For the football side of the issue, such an expansion would provide a number of advantages to the current eight Big East football schools.
* Better quality football product than current Big East
* Protection in the event that current Big East schools leave the conference for the Big Ten, ACC or even SEC (WVU might be the only risk to depart for the SEC).
* As a 20 team conference with 8 non-football members, the conference would retain it’s strong basketball product in the event that even 6 football schools ever left. Other candidates such as Memphis, UCF and ECU could be brought in as replacements should there be a Big Ten or ACC raid.
The Big East Option: Split
One option that the remaining Big 12 schools could choose, and has been discussed by the Big East, could come from a drastic change to the existing Big East. With the potential now to court 4-5 BCS caliber schools, the Big East could use the collapse of the Big 12 to create a 12-16 school all-sports conference of it’s own. In doing so, they would lose the 8 non-football members and the markets they bring. But they would be making a bold move to drop the stigma of being one of the weaker football conferences with only 8 schools.
It’s important to note that this scenario has much less support in the Big East offices than the 12/20 option, with primary concerns being which schools might leave for other conferences. Losing schools such as Syracuse, considered the glue that keeps the basketball schools and football schools together, could be a major blow to the current union of 16 schools. For as proactive as the Big East claims to be, it seems that they will almost have to wait to see what happens with the Big Ten before moving forward with any type of split.

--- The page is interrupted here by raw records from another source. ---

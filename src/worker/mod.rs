//! Batch orchestration
//!
//! Runs a bounded number of target pipelines at once. Each pipeline
//! discovers subordinate links when asked to, dispatches its target and
//! then its subordinates in discovery order. Results come back grouped per
//! original target, in submission order.

pub mod http;
pub mod process;

use futures::{FutureExt, StreamExt, stream};
use std::panic::AssertUnwindSafe;
use std::sync::Arc;
use std::time::Instant;
use time::OffsetDateTime;
use tokio_util::sync::CancellationToken;
use tracing::{debug, error, info};

use crate::backends::{BackendRegistry, Dispatcher};
use crate::config::Config;
use crate::discovery::{HttpPageFetcher, LinkDiscovery};
use crate::error::{SetupError, panic_message};
use crate::observability::Metrics;
use crate::output::OutputDir;
use crate::report::{AcquisitionResult, BatchReport};
use crate::target::{AcquisitionTarget, DiscoveredLink};
use self::http::HttpClient;

pub struct BatchOrchestrator {
    dispatcher: Dispatcher,
    discovery: LinkDiscovery,
    concurrency: usize,
    metrics: Metrics,
}

impl BatchOrchestrator {
    pub fn new(dispatcher: Dispatcher, discovery: LinkDiscovery, concurrency: usize) -> Self {
        Self {
            dispatcher,
            discovery,
            concurrency: concurrency.max(1),
            metrics: Metrics::new(),
        }
    }

    /// Wire the built-in backends and an HTTP page fetcher
    pub fn from_config(config: Arc<Config>, output: Arc<OutputDir>) -> Result<Self, SetupError> {
        let http = HttpClient::new(&config.http).map_err(|e| SetupError::HttpClient(e.to_string()))?;

        let fetcher = Arc::new(HttpPageFetcher::new(http.clone(), &config.discovery));
        let discovery = LinkDiscovery::new(fetcher, &config.discovery);
        let registry = BackendRegistry::with_defaults(&config, http);
        let concurrency = config.worker.concurrency;

        Ok(Self::new(
            Dispatcher::new(registry, config, output),
            discovery,
            concurrency,
        ))
    }

    pub fn metrics(&self) -> &Metrics {
        &self.metrics
    }

    pub async fn run(&self, targets: Vec<AcquisitionTarget>, cancel: &CancellationToken) -> BatchReport {
        let started_at = OffsetDateTime::now_utc();
        let started = Instant::now();

        info!(
            targets = targets.len(),
            concurrency = self.concurrency,
            output = %self.dispatcher.output().root().display(),
            "Starting batch"
        );

        let grouped: Vec<Vec<AcquisitionResult>> = stream::iter(targets)
            .map(|target| self.run_target(target, cancel))
            .buffered(self.concurrency)
            .collect()
            .await;

        self.metrics.log_summary();
        BatchReport::new(started_at, started.elapsed(), grouped.into_iter().flatten().collect())
    }

    /// One pipeline: discovery, the target itself, then its subordinates
    async fn run_target(&self, target: AcquisitionTarget, cancel: &CancellationToken) -> Vec<AcquisitionResult> {
        if cancel.is_cancelled() {
            return vec![self.record(AcquisitionResult::cancelled(target))];
        }

        let links = if target.wants_discovery() {
            self.discover(&target, cancel).await
        } else {
            Vec::new()
        };
        self.metrics.links_discovered(links.len());

        let mut results = Vec::with_capacity(links.len() + 1);
        results.push(self.record(self.dispatcher.dispatch(&target, cancel).await));

        for link in links {
            let subordinate = link.into_target();
            debug!(url = %subordinate.url, origin = %target.url, "Dispatching discovered link");
            results.push(self.record(self.dispatcher.dispatch(&subordinate, cancel).await));
        }

        results
    }

    /// A panicking fetcher or parser counts as a page with no links
    async fn discover(&self, target: &AcquisitionTarget, cancel: &CancellationToken) -> Vec<DiscoveredLink> {
        match AssertUnwindSafe(self.discovery.discover(target, cancel))
            .catch_unwind()
            .await
        {
            Ok(links) => links,
            Err(payload) => {
                let message = panic_message(payload.as_ref());
                error!(url = %target.url, panic = %message, "Link discovery panicked");
                Vec::new()
            }
        }
    }

    fn record(&self, result: AcquisitionResult) -> AcquisitionResult {
        self.metrics.target_finished(result.is_success());
        info!("{result}");
        result
    }
}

Such a scenario that did involve a split, could look like:
Potential format (12 schools):
East: Syracuse, Uconn, Rutgers, Pitt, WVU, USF
West: Cincinnati, Louisville, Missouri, Iowa St., Kansas, Kansas St.
* primarily the same as the 20 school big East scenario, but would serve as an all-sports conference, attempting to retain the BCS autobid, while providing an upgraded football product.
Potential format (16 schools):
West: Louisville, Memphis, Missouri, Iowa St., Kansas, Kansas St., Baylor, Houston
These are just a few of the scenarios that could take place. There are plenty more that could come to fruition, with the remaining five Big 12 schools splitting up for different homes. Missouri might be on deck for a Big Ten invitation, or perhaps one from the Big East on it’s own. Kansas might still find a way into the Pac-10 if Texas A&M; doesn’t make that move (although my sources claim that Utah might have the advantage at this time). ACC administrators might even have some interest in bringing Kansas into their historic basketball conference, despite the awkward geography. Perhaps political pressure in Iowa would bring Iowa St. to the Big Ten, although it remains the longest of shots. And while Baylor was left out of the Pac-10 migration by three of it’s Texas partner schools, perhaps they seek a spot in the Mountain West or CUSA without the other four Big 12 schools left behind.
These five Big 12 schools and their fan bases need to find some optimism, as difficult as that may be. While none of the detailed scenarios presented above seem to be at the same level of the Big 12 circa 1996-2009 , there remains hope: in all these scenarios, it is likely that the football product would at least remain worthy of a conference BCS automatic bid. And one could argue that in some of the scenarios, the basketball conference might even be better with the loss of Colorado, Nebraska and Texas Tech.
For now, we wait. And see what happens to the forgotten children in the once happy Big 12 family.